Of all the entries below, retype only the lines from the one with "browser sketching tools." through the one with "byte energy 0", exactly as they appear.

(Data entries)
Start of Block

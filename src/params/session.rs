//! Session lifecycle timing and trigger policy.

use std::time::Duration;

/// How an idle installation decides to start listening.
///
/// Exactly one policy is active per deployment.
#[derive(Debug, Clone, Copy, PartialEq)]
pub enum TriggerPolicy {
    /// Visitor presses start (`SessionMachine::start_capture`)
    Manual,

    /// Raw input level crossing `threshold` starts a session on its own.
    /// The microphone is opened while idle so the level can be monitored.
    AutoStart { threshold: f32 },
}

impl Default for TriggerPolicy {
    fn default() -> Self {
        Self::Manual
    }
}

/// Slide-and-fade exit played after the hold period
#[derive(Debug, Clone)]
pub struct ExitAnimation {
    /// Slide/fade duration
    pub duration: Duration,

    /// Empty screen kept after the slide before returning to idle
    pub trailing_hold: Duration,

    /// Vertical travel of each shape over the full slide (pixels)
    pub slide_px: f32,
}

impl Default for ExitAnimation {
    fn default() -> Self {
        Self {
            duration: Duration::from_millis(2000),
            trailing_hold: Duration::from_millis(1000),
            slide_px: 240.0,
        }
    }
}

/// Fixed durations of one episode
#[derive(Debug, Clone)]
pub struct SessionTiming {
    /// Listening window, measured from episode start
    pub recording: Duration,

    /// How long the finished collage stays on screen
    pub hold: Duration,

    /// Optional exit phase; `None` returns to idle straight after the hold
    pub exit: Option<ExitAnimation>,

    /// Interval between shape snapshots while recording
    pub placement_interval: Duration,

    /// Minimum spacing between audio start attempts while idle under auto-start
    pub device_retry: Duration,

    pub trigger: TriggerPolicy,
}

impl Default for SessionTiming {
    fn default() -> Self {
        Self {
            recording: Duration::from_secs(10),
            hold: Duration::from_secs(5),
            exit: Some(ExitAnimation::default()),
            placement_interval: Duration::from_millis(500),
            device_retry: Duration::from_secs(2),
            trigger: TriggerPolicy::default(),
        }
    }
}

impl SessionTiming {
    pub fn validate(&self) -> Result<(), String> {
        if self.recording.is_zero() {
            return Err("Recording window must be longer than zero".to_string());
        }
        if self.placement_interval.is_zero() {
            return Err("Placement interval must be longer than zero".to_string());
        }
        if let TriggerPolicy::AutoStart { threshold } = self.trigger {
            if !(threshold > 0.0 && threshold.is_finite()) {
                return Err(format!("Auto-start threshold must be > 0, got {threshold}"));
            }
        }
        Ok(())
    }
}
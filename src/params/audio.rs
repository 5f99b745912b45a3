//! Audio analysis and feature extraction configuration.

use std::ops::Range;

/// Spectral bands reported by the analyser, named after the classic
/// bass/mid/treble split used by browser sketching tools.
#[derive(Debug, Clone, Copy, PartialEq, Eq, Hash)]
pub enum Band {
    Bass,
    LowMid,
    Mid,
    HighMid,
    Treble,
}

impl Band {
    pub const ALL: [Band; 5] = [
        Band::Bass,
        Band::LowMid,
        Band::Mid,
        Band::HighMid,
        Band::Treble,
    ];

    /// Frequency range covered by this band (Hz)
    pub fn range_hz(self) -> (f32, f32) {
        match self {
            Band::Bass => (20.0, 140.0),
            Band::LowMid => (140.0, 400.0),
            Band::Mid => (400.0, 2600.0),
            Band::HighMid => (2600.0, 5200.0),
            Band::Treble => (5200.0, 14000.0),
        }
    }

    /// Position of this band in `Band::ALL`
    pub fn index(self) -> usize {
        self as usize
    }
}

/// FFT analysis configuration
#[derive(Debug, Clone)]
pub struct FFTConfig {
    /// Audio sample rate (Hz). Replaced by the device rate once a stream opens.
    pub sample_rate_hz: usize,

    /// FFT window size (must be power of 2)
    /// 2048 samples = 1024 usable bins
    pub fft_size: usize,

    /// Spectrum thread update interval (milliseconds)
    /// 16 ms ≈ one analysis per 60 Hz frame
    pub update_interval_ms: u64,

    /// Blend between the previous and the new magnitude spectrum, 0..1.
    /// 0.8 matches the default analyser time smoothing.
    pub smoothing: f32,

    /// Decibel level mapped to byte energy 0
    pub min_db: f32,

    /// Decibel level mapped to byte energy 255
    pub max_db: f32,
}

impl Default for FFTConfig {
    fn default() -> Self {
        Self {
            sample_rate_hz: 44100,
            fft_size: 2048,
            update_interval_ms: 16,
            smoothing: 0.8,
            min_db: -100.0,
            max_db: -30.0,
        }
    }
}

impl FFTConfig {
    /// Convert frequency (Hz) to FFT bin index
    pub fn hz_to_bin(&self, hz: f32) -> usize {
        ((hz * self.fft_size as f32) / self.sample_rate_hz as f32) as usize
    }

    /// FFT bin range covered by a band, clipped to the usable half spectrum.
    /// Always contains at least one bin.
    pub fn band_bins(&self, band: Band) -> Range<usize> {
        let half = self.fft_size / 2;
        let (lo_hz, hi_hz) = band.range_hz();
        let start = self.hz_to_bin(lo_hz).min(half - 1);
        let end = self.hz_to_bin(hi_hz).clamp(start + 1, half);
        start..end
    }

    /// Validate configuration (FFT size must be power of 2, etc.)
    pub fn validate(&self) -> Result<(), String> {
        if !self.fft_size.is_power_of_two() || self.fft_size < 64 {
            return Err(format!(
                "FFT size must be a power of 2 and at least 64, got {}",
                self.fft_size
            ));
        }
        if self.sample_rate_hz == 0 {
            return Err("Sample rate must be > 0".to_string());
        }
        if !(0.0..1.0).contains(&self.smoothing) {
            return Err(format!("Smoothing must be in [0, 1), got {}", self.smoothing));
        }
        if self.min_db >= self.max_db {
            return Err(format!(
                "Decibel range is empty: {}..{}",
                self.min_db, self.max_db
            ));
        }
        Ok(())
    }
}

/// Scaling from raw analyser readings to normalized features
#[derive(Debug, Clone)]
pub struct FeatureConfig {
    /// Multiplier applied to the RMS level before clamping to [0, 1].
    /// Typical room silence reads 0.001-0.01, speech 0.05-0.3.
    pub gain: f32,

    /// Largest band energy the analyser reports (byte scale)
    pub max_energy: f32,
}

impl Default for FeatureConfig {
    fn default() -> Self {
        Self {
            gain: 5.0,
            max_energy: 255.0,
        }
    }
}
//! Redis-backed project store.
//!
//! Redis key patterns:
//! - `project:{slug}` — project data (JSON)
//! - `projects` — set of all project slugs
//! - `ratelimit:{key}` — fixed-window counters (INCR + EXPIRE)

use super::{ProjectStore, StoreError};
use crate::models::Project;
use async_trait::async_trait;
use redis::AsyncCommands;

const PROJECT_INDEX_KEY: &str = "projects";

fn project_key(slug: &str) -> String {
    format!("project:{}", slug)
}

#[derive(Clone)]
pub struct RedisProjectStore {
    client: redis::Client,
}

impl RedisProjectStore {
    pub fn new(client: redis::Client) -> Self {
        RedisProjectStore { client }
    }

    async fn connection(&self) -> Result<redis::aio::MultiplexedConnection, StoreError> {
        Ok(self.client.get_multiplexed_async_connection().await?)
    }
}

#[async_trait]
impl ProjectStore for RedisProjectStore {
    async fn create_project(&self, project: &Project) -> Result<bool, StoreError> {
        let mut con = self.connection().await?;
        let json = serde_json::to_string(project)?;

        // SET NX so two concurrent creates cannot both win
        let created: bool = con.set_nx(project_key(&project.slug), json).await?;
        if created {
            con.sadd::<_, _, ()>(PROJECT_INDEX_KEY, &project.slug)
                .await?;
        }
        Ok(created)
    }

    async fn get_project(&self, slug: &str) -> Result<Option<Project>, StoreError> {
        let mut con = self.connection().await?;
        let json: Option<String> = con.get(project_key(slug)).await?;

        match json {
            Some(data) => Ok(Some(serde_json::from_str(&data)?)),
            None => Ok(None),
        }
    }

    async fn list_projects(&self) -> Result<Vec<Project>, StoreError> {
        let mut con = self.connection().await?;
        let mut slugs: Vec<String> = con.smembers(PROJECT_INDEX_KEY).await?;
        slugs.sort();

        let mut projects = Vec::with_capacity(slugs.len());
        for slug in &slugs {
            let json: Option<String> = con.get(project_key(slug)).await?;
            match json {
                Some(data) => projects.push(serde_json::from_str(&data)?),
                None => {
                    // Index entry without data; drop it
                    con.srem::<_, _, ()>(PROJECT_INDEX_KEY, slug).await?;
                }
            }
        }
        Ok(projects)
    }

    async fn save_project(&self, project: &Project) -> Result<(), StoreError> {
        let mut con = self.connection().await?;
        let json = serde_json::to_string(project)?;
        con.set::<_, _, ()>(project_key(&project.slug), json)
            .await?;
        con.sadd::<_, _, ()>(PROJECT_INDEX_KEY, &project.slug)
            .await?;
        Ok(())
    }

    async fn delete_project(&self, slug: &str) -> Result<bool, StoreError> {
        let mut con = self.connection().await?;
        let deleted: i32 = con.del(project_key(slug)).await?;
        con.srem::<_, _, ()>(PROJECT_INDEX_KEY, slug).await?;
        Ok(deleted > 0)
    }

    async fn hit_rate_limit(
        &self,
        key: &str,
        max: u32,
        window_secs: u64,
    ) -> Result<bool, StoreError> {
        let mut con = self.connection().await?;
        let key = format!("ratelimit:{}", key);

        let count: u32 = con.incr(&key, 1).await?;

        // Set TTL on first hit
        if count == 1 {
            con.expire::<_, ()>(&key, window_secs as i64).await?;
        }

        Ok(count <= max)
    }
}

End of Block

Task output
/// bass/mid/treble split used by browser sketching tools.
#[derive(Debug, Clone, Copy, PartialEq, Eq, Hash)]
pub enum Band {
    Bass,
    LowMid,
    Mid,
    HighMid,
    Treble,
}

impl Band {
    pub const ALL: [Band; 5] = [
        Band::Bass,
        Band::LowMid,
        Band::Mid,
        Band::HighMid,
        Band::Treble,
    ];

    /// Frequency range covered by this band (Hz)
    pub fn range_hz(self) -> (f32, f32) {
        match self {
            Band::Bass => (20.0, 140.0),
            Band::LowMid => (140.0, 400.0),
            Band::Mid => (400.0, 2600.0),
            Band::HighMid => (2600.0, 5200.0),
            Band::Treble => (5200.0, 14000.0),
        }
    }

    /// Position of this band in `Band::ALL`
    pub fn index(self) -> usize {
        self as usize
    }
}

/// FFT analysis configuration
#[derive(Debug, Clone)]
pub struct FFTConfig {
    /// Audio sample rate (Hz). Replaced by the device rate once a stream opens.
    pub sample_rate_hz: usize,

    /// FFT window size (must be power of 2)
    /// 2048 samples = 1024 usable bins
    pub fft_size: usize,

    /// Spectrum thread update interval (milliseconds)
    /// 16 ms ≈ one analysis per 60 Hz frame
    pub update_interval_ms: u64,

    /// Blend between the previous and the new magnitude spectrum, 0..1.
    /// 0.8 matches the default analyser time smoothing.
    pub smoothing: f32,

    /// Decibel level mapped to byte energy 0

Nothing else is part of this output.